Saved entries
--------------------

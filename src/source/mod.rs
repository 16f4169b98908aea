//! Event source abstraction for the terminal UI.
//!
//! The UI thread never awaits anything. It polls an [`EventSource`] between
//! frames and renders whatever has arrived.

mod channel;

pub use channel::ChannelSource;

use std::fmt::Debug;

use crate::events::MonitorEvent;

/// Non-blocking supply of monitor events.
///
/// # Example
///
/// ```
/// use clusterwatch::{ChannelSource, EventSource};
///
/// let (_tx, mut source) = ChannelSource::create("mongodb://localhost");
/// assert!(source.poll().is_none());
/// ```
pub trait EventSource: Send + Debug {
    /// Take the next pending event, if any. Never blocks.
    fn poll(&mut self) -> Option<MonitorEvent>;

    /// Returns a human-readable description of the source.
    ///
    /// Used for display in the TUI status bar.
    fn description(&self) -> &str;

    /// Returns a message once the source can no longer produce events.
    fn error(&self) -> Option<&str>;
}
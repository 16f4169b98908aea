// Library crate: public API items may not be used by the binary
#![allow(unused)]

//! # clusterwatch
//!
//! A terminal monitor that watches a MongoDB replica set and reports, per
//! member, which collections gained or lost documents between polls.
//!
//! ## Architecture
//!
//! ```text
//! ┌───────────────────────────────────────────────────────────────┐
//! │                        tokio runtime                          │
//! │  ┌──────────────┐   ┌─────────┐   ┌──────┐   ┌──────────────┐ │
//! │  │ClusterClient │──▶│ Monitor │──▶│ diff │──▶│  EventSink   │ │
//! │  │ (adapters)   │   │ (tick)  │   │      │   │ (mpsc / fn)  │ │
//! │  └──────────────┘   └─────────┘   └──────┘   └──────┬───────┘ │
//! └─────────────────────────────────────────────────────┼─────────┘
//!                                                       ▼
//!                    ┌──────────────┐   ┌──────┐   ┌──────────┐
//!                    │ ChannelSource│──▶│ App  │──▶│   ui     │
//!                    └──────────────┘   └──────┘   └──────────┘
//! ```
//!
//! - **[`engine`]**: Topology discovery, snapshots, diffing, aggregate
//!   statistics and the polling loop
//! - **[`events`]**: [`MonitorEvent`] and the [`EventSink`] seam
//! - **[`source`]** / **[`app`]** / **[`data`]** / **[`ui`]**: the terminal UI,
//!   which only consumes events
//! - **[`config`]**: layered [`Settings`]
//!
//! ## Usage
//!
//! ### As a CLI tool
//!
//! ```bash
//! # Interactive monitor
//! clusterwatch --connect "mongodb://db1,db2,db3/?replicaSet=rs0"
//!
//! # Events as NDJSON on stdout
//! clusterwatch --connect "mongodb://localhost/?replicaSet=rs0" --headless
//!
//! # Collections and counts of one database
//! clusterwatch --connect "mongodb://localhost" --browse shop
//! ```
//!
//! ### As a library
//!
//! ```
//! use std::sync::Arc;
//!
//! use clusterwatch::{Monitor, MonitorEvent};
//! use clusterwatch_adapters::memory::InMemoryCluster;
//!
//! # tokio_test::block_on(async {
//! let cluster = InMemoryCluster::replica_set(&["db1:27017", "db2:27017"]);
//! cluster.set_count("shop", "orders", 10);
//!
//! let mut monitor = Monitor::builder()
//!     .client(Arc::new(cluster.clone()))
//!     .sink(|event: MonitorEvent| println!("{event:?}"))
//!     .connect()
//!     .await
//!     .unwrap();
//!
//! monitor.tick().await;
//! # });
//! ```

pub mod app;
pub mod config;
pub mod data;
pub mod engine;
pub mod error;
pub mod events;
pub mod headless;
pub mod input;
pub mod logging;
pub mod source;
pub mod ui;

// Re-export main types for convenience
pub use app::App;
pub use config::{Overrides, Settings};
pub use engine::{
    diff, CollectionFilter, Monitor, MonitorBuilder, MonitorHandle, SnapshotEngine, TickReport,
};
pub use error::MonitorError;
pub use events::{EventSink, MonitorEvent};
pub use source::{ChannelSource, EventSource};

--------------------

#### WHAT IS BEING ASKED
Reproduce exactly, and only, the lines from the start of the entries through the one that contains "pub trait EventSource: Send".

#### ANSWER SECTION
filename src/source/mod.rs
repository 16f4169b98908aea
//! Event source abstraction for the terminal UI.
//!
//! The UI thread never awaits anything. It polls an [`EventSource`] between
//! frames and renders whatever has arrived.

mod channel;

pub use channel::ChannelSource;

use std::fmt::Debug;

use crate::events::MonitorEvent;

/// Non-blocking supply of monitor events.
///
/// # Example
///
/// ```
/// use clusterwatch::{ChannelSource, EventSource};
///
/// let (_tx, mut source) = ChannelSource::create("mongodb://localhost");
/// assert!(source.poll().is_none());
/// ```
pub trait EventSource: Send + Debug {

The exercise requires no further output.